What of the other box, “live with whatever happens”? This involves adapting to climate change as it occurs, either purposefully or haphazardly. How hard it is to do this will depend on which measures we choose from the “do something” box. If measures to tackle climate change are largely successful and warming is limited to 2C, adaptation will be much easier than it would be in future that is heading to 4C of warming by 2100. In the latter case, “adaptation” might mean massive human misery, and the failure of societies and economies to support their people.

Our climate future will necessarily be a mix of options from these two boxes; nothing else is on the table. Fundamentally, the choice is an ethical one: what risks do we see as the most important, and what are we prepared to pay to manage them?

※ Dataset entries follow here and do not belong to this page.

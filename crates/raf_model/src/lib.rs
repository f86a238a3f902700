//! # raf_model
//!
//! Molecules, catalyst expressions, reactions and reaction systems: the
//! data model shared by every RAF algorithm.

mod error;
mod molecule;
mod catalysts;
mod reaction;
mod reaction_system;
mod system_io;

pub use error::*;
pub use molecule::*;
pub use catalysts::*;
pub use reaction::*;
pub use reaction_system::*;
pub use system_io::*;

My own judgement, as a human being rather than a climate scientist, is that the risks of unchecked climate change are very great and that avoiding them should be a very high priority. Moreover, the necessary transformations in energy systems and consumption patterns are both achievable and in many ways desirable. They can be part of a transition to a more sustainable world in ways that include climate stabilisation and also extend beyond it. Cities can be less polluted and better functioning, ecosystems can be less stressed, and the natural life support systems of our finite planet can be better respected.

Knowledge is critical

Whatever value judgements people and their politicians make about climate change, we urgently need knowledge. Gathering knowledge is not easy: it demands diversity, experimentation, and a willingness to fail many times before success is achieved. We need to continue monitoring our changing Earth, including both its natural functioning and the profound ways that we are influencing it.

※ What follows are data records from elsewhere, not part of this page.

//! Catalyst expressions in disjunctive normal form.
//!
//! A catalyst expression uses `,` for OR, `&` for AND and parentheses for
//! grouping, e.g. `(A,B)&(C,D)`. `&` binds tighter than `,`. The
//! normalized form is a sorted set of conjunction terms, each a sorted,
//! deduplicated, `&`-joined list of molecule names:
//!
//! ```rust
//! use raf_model::normalize_catalysts;
//!
//! let dnf = normalize_catalysts("(A,B)&(C,D)").unwrap();
//! let terms: Vec<&str> = dnf.iter().map(|s| s.as_str()).collect();
//! assert_eq!(terms, vec!["A&C", "A&D", "B&C", "B&D"]);
//! ```

use std::fmt;
use std::cmp::Ordering;
use std::collections::BTreeSet;

use crate::MoleculeType;
use crate::CONJUNCTION_SEPARATOR;

const OR: char = ',';
const AND: char = CONJUNCTION_SEPARATOR;

#[derive(Debug, Clone, PartialEq, Eq)]
pub enum CatalystError {
    UnmatchedOpen(usize),       // '(' at this position was never closed
    UnmatchedClose(usize),      // ')' at this position has no matching '('
    EmptyOperand(usize),        // an operator or group without operand
    InvalidToken(char, usize),  // unexpected character and position
}

impl fmt::Display for CatalystError {
    fn fmt(&self, f: &mut fmt::Formatter<'_>) -> fmt::Result {
        match self {
            CatalystError::UnmatchedOpen(i) => {
                write!(f, "Unmatched '(' at position {}", i)
            }
            CatalystError::UnmatchedClose(i) => {
                write!(f, "Unmatched ')' at position {}", i)
            }
            CatalystError::EmptyOperand(i) => {
                write!(f, "Missing operand at position {}", i)
            }
            CatalystError::InvalidToken(c, i) => {
                write!(f, "Invalid '{}' in catalyst expression at position {}", c, i)
            }
        }
    }
}

impl std::error::Error for CatalystError {}

#[derive(Debug, Clone, PartialEq)]
enum Token {
    Open,
    Close,
    Or,
    And,
    Name(String),
}

fn tokenize(expr: &str) -> Result<Vec<(Token, usize)>, CatalystError> {
    let mut tokens = Vec::new();
    let mut depth: Vec<usize> = Vec::new();
    let mut name = String::new();
    let mut name_start = 0;

    for (i, c) in expr.chars().enumerate() {
        let is_name_char = !(c.is_whitespace() || c == '(' || c == ')' || c == OR || c == AND);
        if is_name_char {
            if name.is_empty() {
                name_start = i;
            }
            name.push(c);
            continue;
        }
        if !name.is_empty() {
            tokens.push((Token::Name(std::mem::take(&mut name)), name_start));
        }
        match c {
            '(' => {
                depth.push(i);
                tokens.push((Token::Open, i));
            }
            ')' => {
                if depth.pop().is_none() {
                    return Err(CatalystError::UnmatchedClose(i));
                }
                tokens.push((Token::Close, i));
            }
            OR => tokens.push((Token::Or, i)),
            AND => tokens.push((Token::And, i)),
            _ => {} // whitespace
        }
    }
    if !name.is_empty() {
        tokens.push((Token::Name(name), name_start));
    }
    if let Some(&open) = depth.first() {
        return Err(CatalystError::UnmatchedOpen(open));
    }
    Ok(tokens)
}

type Terms = BTreeSet<BTreeSet<String>>;

struct Parser {
    tokens: Vec<(Token, usize)>,
    pos: usize,
    end: usize,
}

impl Parser {
    fn peek(&self) -> Option<&Token> {
        self.tokens.get(self.pos).map(|(t, _)| t)
    }

    fn position(&self) -> usize {
        self.tokens.get(self.pos).map(|&(_, i)| i).unwrap_or(self.end)
    }

    /// expr := conj (',' conj)*
    fn disjunction(&mut self) -> Result<Terms, CatalystError> {
        let mut terms = self.conjunction()?;
        while self.peek() == Some(&Token::Or) {
            self.pos += 1;
            terms.extend(self.conjunction()?);
        }
        Ok(terms)
    }

    /// conj := atom ('&' atom)*
    fn conjunction(&mut self) -> Result<Terms, CatalystError> {
        let mut terms = self.atom()?;
        while self.peek() == Some(&Token::And) {
            self.pos += 1;
            let right = self.atom()?;
            terms = cross(&terms, &right);
        }
        Ok(terms)
    }

    /// atom := name | '(' expr ')'
    fn atom(&mut self) -> Result<Terms, CatalystError> {
        let at = self.position();
        match self.tokens.get(self.pos).cloned() {
            Some((Token::Name(name), _)) => {
                self.pos += 1;
                Ok(BTreeSet::from([BTreeSet::from([name])]))
            }
            Some((Token::Open, _)) => {
                self.pos += 1;
                let inner = self.disjunction()?;
                match self.peek() {
                    Some(Token::Close) => {
                        self.pos += 1;
                        Ok(inner)
                    }
                    // tokenize() guarantees balance, so anything else here
                    // is an operand in the wrong place.
                    _ => Err(self.unexpected()),
                }
            }
            _ => Err(CatalystError::EmptyOperand(at)),
        }
    }

    fn unexpected(&self) -> CatalystError {
        match self.tokens.get(self.pos) {
            Some((Token::Name(name), i)) => {
                CatalystError::InvalidToken(name.chars().next().unwrap_or(' '), *i)
            }
            Some((Token::Open, i)) => CatalystError::InvalidToken('(', *i),
            Some((_, i)) => CatalystError::EmptyOperand(*i),
            None => CatalystError::EmptyOperand(self.end),
        }
    }
}

/// AND of two DNFs: every left term joined with every right term.
/// Identical elements collapse, so `A&A` is just `A`.
fn cross(left: &Terms, right: &Terms) -> Terms {
    let mut result = Terms::new();
    for l in left {
        for r in right {
            result.insert(l.union(r).cloned().collect());
        }
    }
    result
}

/// Parses a catalyst expression into its canonical DNF terms.
///
/// An empty (or all-whitespace) expression yields the empty set, which
/// denotes a spontaneous reaction.
pub fn normalize_catalysts(expr: &str) -> Result<BTreeSet<String>, CatalystError> {
    let tokens = tokenize(expr)?;
    if tokens.is_empty() {
        return Ok(BTreeSet::new());
    }
    let mut parser = Parser {
        tokens,
        pos: 0,
        end: expr.chars().count(),
    };
    let terms = parser.disjunction()?;
    if parser.pos < parser.tokens.len() {
        return Err(parser.unexpected());
    }
    Ok(terms
        .into_iter()
        .map(|t| t.into_iter().collect::<Vec<_>>().join(&AND.to_string()))
        .collect())
}

/// One AND-term of a catalyst expression.
///
/// The `molecule` is the synthetic conjunction molecule (`A&B`), or the
/// single catalyst itself for a one-element term. `elements` holds the
/// individual molecules in canonical order.
#[derive(Debug, Clone)]
pub struct Conjunction {
    molecule: MoleculeType,
    elements: Vec<MoleculeType>,
}

impl Conjunction {
    pub fn new(term: &str) -> Self {
        let molecule = MoleculeType::new(term);
        let mut elements = molecule.conjunction_parts();
        elements.sort();
        elements.dedup();
        Self { molecule, elements }
    }

    pub fn molecule(&self) -> &MoleculeType {
        &self.molecule
    }

    pub fn elements(&self) -> &[MoleculeType] {
        &self.elements
    }

    /// All elements are present in `molecules`.
    pub fn is_satisfied_by(&self, molecules: &BTreeSet<MoleculeType>) -> bool {
        self.elements.iter().all(|m| molecules.contains(m))
    }
}

impl PartialEq for Conjunction {
    fn eq(&self, other: &Self) -> bool {
        self.molecule == other.molecule
    }
}

impl Eq for Conjunction {}

impl PartialOrd for Conjunction {
    fn partial_cmp(&self, other: &Self) -> Option<Ordering> {
        Some(self.cmp(other))
    }
}

impl Ord for Conjunction {
    fn cmp(&self, other: &Self) -> Ordering {
        self.molecule.cmp(&other.molecule)
    }
}

impl fmt::Display for Conjunction {
    fn fmt(&self, f: &mut fmt::Formatter<'_>) -> fmt::Result {
        write!(f, "{}", self.molecule)
    }
}

/// Normalizes `expr` and interns each term as a [`Conjunction`].
pub fn parse_catalysts(expr: &str) -> Result<BTreeSet<Conjunction>, CatalystError> {
    Ok(normalize_catalysts(expr)?
        .iter()
        .map(|t| Conjunction::new(t))
        .collect())
}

We need to design strategies for responding to change: doing the painstaking engineering and development of renewable energy systems, working out how to adapt our farms and landscapes, and increasing the energy efficiency and robustness of our towns and cities.

Knowledge is essential because the pace of change is so great that we are creating a world that we do not know, and we need to understand and learn how to live with it even as we shape it. And that, in the larger picture, is why it is not sensible to fly blind.